A faithful transcription of all the records is required.

+++ DATASET EXCERPTS

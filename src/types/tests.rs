use super::*;
use crate::error::OnkyoError;
use crate::protocol::{InputSource, Zone};
use std::time::Duration;

// --- config.rs tests ---

#[test]
fn test_config_defaults() {
    let config = ReceiverConfig::default();

    assert_eq!(config.host, None);
    assert_eq!(config.port, 60128);
    assert_eq!(config.max_volume, 100);
    assert_eq!(config.receiver_max_volume, 80);
    assert_eq!(config.av_info_delay, Duration::from_secs(8));
    assert_eq!(config.discovery_timeout, Duration::from_secs(5));
    assert_eq!(config.connection.initial_backoff, Duration::from_secs(1));
    assert!((config.connection.backoff_multiplier - 2.0).abs() < f64::EPSILON);
    assert_eq!(config.connection.max_backoff, Duration::from_secs(60));
    assert_eq!(config.sources, SourceMapping::default());
}

#[test]
fn test_config_builder() {
    let config = ReceiverConfig::builder()
        .host("192.168.1.20")
        .name("Living Room")
        .max_volume(80)
        .receiver_max_volume(160)
        .backoff(Duration::from_millis(100), 1.5, Duration::from_secs(5))
        .av_info_delay(Duration::from_secs(2))
        .build()
        .unwrap();

    assert_eq!(config.host.as_deref(), Some("192.168.1.20"));
    assert_eq!(config.max_volume, 80);
    assert_eq!(config.receiver_max_volume, 160);
    assert_eq!(config.connection.max_backoff, Duration::from_secs(5));

    let endpoint = config.endpoint().unwrap();
    assert_eq!(endpoint.address(), "192.168.1.20:60128");
    assert_eq!(endpoint.display_name(), "Living Room");
}

#[test]
fn test_config_builder_rejects_out_of_range() {
    assert!(ReceiverConfig::builder().max_volume(0).build().is_err());
    assert!(ReceiverConfig::builder().max_volume(101).build().is_err());
    assert!(ReceiverConfig::builder().receiver_max_volume(201).build().is_err());
    assert!(
        ReceiverConfig::builder()
            .backoff(Duration::from_secs(10), 2.0, Duration::from_secs(1))
            .build()
            .is_err()
    );
    assert!(
        ReceiverConfig::builder()
            .backoff(Duration::from_secs(1), 0.5, Duration::from_secs(60))
            .build()
            .is_err()
    );
}

#[test]
fn test_config_from_json() {
    let config = ReceiverConfig::from_json(
        r#"{
            "host": "avr.local",
            "name": "Den",
            "max_volume": 60,
            "sources": { "pc": "HTPC", "fm": "Radio" },
            "connection": { "max_backoff": 30, "initial_backoff": 0.5 },
            "av_info_delay": 2.5
        }"#,
    )
    .unwrap();

    assert_eq!(config.host.as_deref(), Some("avr.local"));
    assert_eq!(config.port, 60128);
    assert_eq!(config.max_volume, 60);
    assert_eq!(config.sources.len(), 2);
    assert_eq!(config.connection.initial_backoff, Duration::from_millis(500));
    assert_eq!(config.connection.max_backoff, Duration::from_secs(30));
    assert_eq!(config.connection.connect_timeout, Duration::from_secs(5));
    assert_eq!(config.av_info_delay, Duration::from_millis(2500));
}

#[test]
fn test_config_from_json_rejects_unknown_source() {
    let err = ReceiverConfig::from_json(r#"{ "sources": { "betamax": "Old" } }"#).unwrap_err();
    assert!(matches!(err, OnkyoError::Config { message } if message.contains("betamax")));
}

#[test]
fn test_config_from_json_source_keys_ignore_case() {
    let config = ReceiverConfig::from_json(r#"{ "sources": { "PC": "HTPC", "Fm": "Radio" } }"#)
        .unwrap();

    assert_eq!(config.sources.friendly_name(InputSource::from_code(0x05)), "HTPC");
    assert_eq!(config.sources.friendly_name(InputSource::FM), "Radio");
    assert_eq!(config.sources.resolve("htpc").unwrap().code(), 0x05);
    assert_eq!(config.sources, SourceMapping::empty().with("pc", "HTPC").with("fm", "Radio"));
}

#[test]
fn test_config_from_json_rejects_bad_json() {
    let err = ReceiverConfig::from_json("{ host: ").unwrap_err();
    assert!(matches!(err, OnkyoError::Config { .. }));
}

#[test]
fn test_config_json_roundtrip() {
    let config = ReceiverConfig::builder()
        .host("10.0.0.5")
        .sources(SourceMapping::empty().with("pc", "HTPC"))
        .build()
        .unwrap();

    let json = config.to_json().unwrap();
    assert_eq!(ReceiverConfig::from_json(&json).unwrap(), config);
}

#[tokio::test]
async fn test_config_load_file() {
    let dir = tempfile::tempdir().unwrap();
    let path = dir.path().join("receiver.json");
    tokio::fs::write(&path, r#"{ "host": "10.0.0.7", "port": 60129 }"#)
        .await
        .unwrap();

    let config = ReceiverConfig::load(&path).await.unwrap();
    assert_eq!(config.endpoint().unwrap().address(), "10.0.0.7:60129");

    let missing = ReceiverConfig::load(dir.path().join("missing.json")).await;
    assert!(matches!(missing, Err(OnkyoError::Config { .. })));
}

#[test]
fn test_config_endpoint_requires_host() {
    assert!(ReceiverConfig::default().endpoint().is_err());
}

// --- endpoint.rs tests ---

#[test]
fn test_endpoint_address() {
    assert_eq!(ReceiverEndpoint::new("avr").address(), "avr:60128");
    assert_eq!(
        ReceiverEndpoint::new("fe80::1").with_port(1234).address(),
        "[fe80::1]:1234"
    );

    let addr: std::net::SocketAddr = "127.0.0.1:5000".parse().unwrap();
    let endpoint = ReceiverEndpoint::from(addr);
    assert_eq!(endpoint.host(), "127.0.0.1");
    assert_eq!(endpoint.port(), 5000);
    assert_eq!(endpoint.display_name(), "127.0.0.1");
}

#[test]
fn test_receiver_info_endpoint() {
    let info = ReceiverInfo {
        host: "192.168.1.30".parse().unwrap(),
        port: 60128,
        model: "TX-NR656".to_string(),
        area: "XX".to_string(),
        identifier: "0009B0123456".to_string(),
    };

    let endpoint = info.endpoint();
    assert_eq!(endpoint.name(), Some("TX-NR656"));
    assert_eq!(endpoint.to_string(), "192.168.1.30:60128");
}

// --- source.rs tests ---

#[test]
fn test_default_sources() {
    let sources = SourceMapping::default();

    assert_eq!(sources.friendly_name(InputSource::FM), "Radio");
    assert_eq!(sources.friendly_name(InputSource::from_code(0x10)), "Bluray");
    assert_eq!(sources.friendly_name(InputSource::from_code(0x05)), "Video 6");
    assert!(sources.source_list().contains(&"Game"));
}

#[test]
fn test_unmapped_source_uses_aliases() {
    let sources = SourceMapping::empty();

    assert_eq!(
        sources.friendly_name(InputSource::from_code(0x2B)),
        "network_net"
    );
    assert_eq!(sources.friendly_name(InputSource::from_code(0x99)), "99");
}

#[test]
fn test_resolve_friendly_name_and_alias() {
    let sources = SourceMapping::empty().with("pc", "HTPC");

    assert_eq!(sources.resolve("HTPC").unwrap().code(), 0x05);
    assert_eq!(sources.resolve("htpc").unwrap().code(), 0x05);
    assert_eq!(sources.resolve("cd").unwrap().code(), 0x23);

    let err = sources.resolve("Betamax").unwrap_err();
    assert!(matches!(err, OnkyoError::UnknownSource { name } if name == "Betamax"));
}

// --- state.rs tests ---

#[test]
fn test_receiver_state_default_has_main_only() {
    let state = ReceiverState::default();

    assert!(state.has_zone(Zone::Main));
    assert!(!state.has_zone(Zone::Zone2));
    assert!(!state.main().is_on());
    assert!(state.last_updated().is_none());
}

#[test]
fn test_zone_state_helpers() {
    let zone = ZoneState {
        input: Some(InputSource::AM),
        volume: Some(10),
        ..ZoneState::default()
    };

    assert!(zone.is_tuner());
    assert!(zone.supports_volume());
    assert!(!zone.is_on());
}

++++++

**EXERCISE RESULT**
filename src/types/tests.rs
use super::*;
use crate::error::OnkyoError;
use crate::protocol::{InputSource, Zone};
use std::time::Duration;

// --- config.rs tests ---

#[test]
fn test_config_defaults() {
    let config = ReceiverConfig::default();

    assert_eq!(config.host, None);
    assert_eq!(config.port, 60128);
    assert_eq!(config.max_volume, 100);
    assert_eq!(config.receiver_max_volume, 80);
    assert_eq!(config.av_info_delay, Duration::from_secs(8));
    assert_eq!(config.discovery_timeout, Duration::from_secs(5));
    assert_eq!(config.connection.initial_backoff, Duration::from_secs(1));
    assert!((config.connection.backoff_multiplier - 2.0).abs() < f64::EPSILON);
    assert_eq!(config.connection.max_backoff, Duration::from_secs(60));
    assert_eq!(config.sources, SourceMapping::default());
}

#[test]
fn test_config_builder() {
    let config = ReceiverConfig::builder()
        .host("192.168.1.20")
        .name("Living Room")
        .max_volume(80)
        .receiver_max_volume(160)
        .backoff(Duration::from_millis(100), 1.5, Duration::from_secs(5))
        .av_info_delay(Duration::from_secs(2))
        .build()
        .unwrap();

    assert_eq!(config.host.as_deref(), Some("192.168.1.20"));
    assert_eq!(config.max_volume, 80);
    assert_eq!(config.receiver_max_volume, 160);
    assert_eq!(config.connection.max_backoff, Duration::from_secs(5));

    let endpoint = config.endpoint().unwrap();
    assert_eq!(endpoint.address(), "192.168.1.20:60128");
    assert_eq!(endpoint.display_name(), "Living Room");
}

#[test]
fn test_config_builder_rejects_out_of_range() {
    assert!(ReceiverConfig::builder().max_volume(0).build().is_err());
    assert!(ReceiverConfig::builder().max_volume(101).build().is_err());
    assert!(ReceiverConfig::builder().receiver_max_volume(201).build().is_err());
    assert!(
        ReceiverConfig::builder()
            .backoff(Duration::from_secs(10), 2.0, Duration::from_secs(1))
            .build()
            .is_err()
    );
    assert!(
        ReceiverConfig::builder()
            .backoff(Duration::from_secs(1), 0.5, Duration::from_secs(60))
            .build()
            .is_err()
    );
}

#[test]
fn test_config_from_json() {
    let config = ReceiverConfig::from_json(
        r#"{
            "host": "avr.local",
            "name": "Den",
            "max_volume": 60,
            "sources": { "pc": "HTPC", "fm": "Radio" },
            "connection": { "max_backoff": 30, "initial_backoff": 0.5 },
            "av_info_delay": 2.5
        }"#,
    )
    .unwrap();

    assert_eq!(config.host.as_deref(), Some("avr.local"));
    assert_eq!(config.port, 60128);
    assert_eq!(config.max_volume, 60);
    assert_eq!(config.sources.len(), 2);
    assert_eq!(config.connection.initial_backoff, Duration::from_millis(500));
    assert_eq!(config.connection.max_backoff, Duration::from_secs(30));
    assert_eq!(config.connection.connect_timeout, Duration::from_secs(5));
    assert_eq!(config.av_info_delay, Duration::from_millis(2500));
}

#[test]
fn test_config_from_json_rejects_unknown_source() {
    let err = ReceiverConfig::from_json(r#"{ "sources": { "betamax": "Old" } }"#).unwrap_err();
    assert!(matches!(err, OnkyoError::Config { message } if message.contains("betamax")));
}

#[test]
fn test_config_from_json_source_keys_ignore_case() {
    let config = ReceiverConfig::from_json(r#"{ "sources": { "PC": "HTPC", "Fm": "Radio" } }"#)
        .unwrap();

    assert_eq!(config.sources.friendly_name(InputSource::from_code(0x05)), "HTPC");
    assert_eq!(config.sources.friendly_name(InputSource::FM), "Radio");
    assert_eq!(config.sources.resolve("htpc").unwrap().code(), 0x05);
    assert_eq!(config.sources, SourceMapping::empty().with("pc", "HTPC").with("fm", "Radio"));
}

#[test]
fn test_config_from_json_rejects_bad_json() {
    let err = ReceiverConfig::from_json("{ host: ").unwrap_err();
    assert!(matches!(err, OnkyoError::Config { .. }));
}

#[test]
fn test_config_json_roundtrip() {
    let config = ReceiverConfig::builder()
        .host("10.0.0.5")
        .sources(SourceMapping::empty().with("pc", "HTPC"))
        .build()
        .unwrap();

    let json = config.to_json().unwrap();
    assert_eq!(ReceiverConfig::from_json(&json).unwrap(), config);
}

#[tokio::test]
async fn test_config_load_file() {
    let dir = tempfile::tempdir().unwrap();
    let path = dir.path().join("receiver.json");
    tokio::fs::write(&path, r#"{ "host": "10.0.0.7", "port": 60129 }"#)
        .await
        .unwrap();

    let config = ReceiverConfig::load(&path).await.unwrap();
    assert_eq!(config.endpoint().unwrap().address(), "10.0.0.7:60129");

    let missing = ReceiverConfig::load(dir.path().join("missing.json")).await;
    assert!(matches!(missing, Err(OnkyoError::Config { .. })));
}

#[test]
fn test_config_endpoint_requires_host() {
    assert!(ReceiverConfig::default().endpoint().is_err());
}

// --- endpoint.rs tests ---

#[test]
fn test_endpoint_address() {
    assert_eq!(ReceiverEndpoint::new("avr").address(), "avr:60128");
    assert_eq!(
        ReceiverEndpoint::new("fe80::1").with_port(1234).address(),
        "[fe80::1]:1234"
    );

    let addr: std::net::SocketAddr = "127.0.0.1:5000".parse().unwrap();
    let endpoint = ReceiverEndpoint::from(addr);
    assert_eq!(endpoint.host(), "127.0.0.1");
    assert_eq!(endpoint.port(), 5000);
    assert_eq!(endpoint.display_name(), "127.0.0.1");
}

#[test]
fn test_receiver_info_endpoint() {
    let info = ReceiverInfo {
        host: "192.168.1.30".parse().unwrap(),
        port: 60128,
        model: "TX-NR656".to_string(),
        area: "XX".to_string(),
        identifier: "0009B0123456".to_string(),
    };

    let endpoint = info.endpoint();
    assert_eq!(endpoint.name(), Some("TX-NR656"));
    assert_eq!(endpoint.to_string(), "192.168.1.30:60128");
}

// --- source.rs tests ---

#[test]
fn test_default_sources() {
    let sources = SourceMapping::default();

    assert_eq!(sources.friendly_name(InputSource::FM), "Radio");
    assert_eq!(sources.friendly_name(InputSource::from_code(0x10)), "Bluray");
    assert_eq!(sources.friendly_name(InputSource::from_code(0x05)), "Video 6");
    assert!(sources.source_list().contains(&"Game"));
}

#[test]
fn test_unmapped_source_uses_aliases() {
    let sources = SourceMapping::empty();

    assert_eq!(
        sources.friendly_name(InputSource::from_code(0x2B)),
        "network_net"
    );
    assert_eq!(sources.friendly_name(InputSource::from_code(0x99)), "99");
}

#[test]
fn test_resolve_friendly_name_and_alias() {
    let sources = SourceMapping::empty().with("pc", "HTPC");

    assert_eq!(sources.resolve("HTPC").unwrap().code(), 0x05);
    assert_eq!(sources.resolve("htpc").unwrap().code(), 0x05);
    assert_eq!(sources.resolve("cd").unwrap().code(), 0x23);

    let err = sources.resolve("Betamax").unwrap_err();
    assert!(matches!(err, OnkyoError::UnknownSource { name } if name == "Betamax"));
}

// --- state.rs tests ---

#[test]
fn test_receiver_state_default_has_main_only() {
    let state = ReceiverState::default();

    assert!(state.has_zone(Zone::Main));
    assert!(!state.has_zone(Zone::Zone2));
    assert!(!state.main().is_on());
    assert!(state.last_updated().is_none());
}

#[test]
fn test_zone_state_helpers() {
    let zone = ZoneState {
        input: Some(InputSource::AM),
        volume: Some(10),
        ..ZoneState::default()
    };

    assert!(zone.is_tuner());
    assert!(zone.supports_volume());
    assert!(!zone.is_on());
}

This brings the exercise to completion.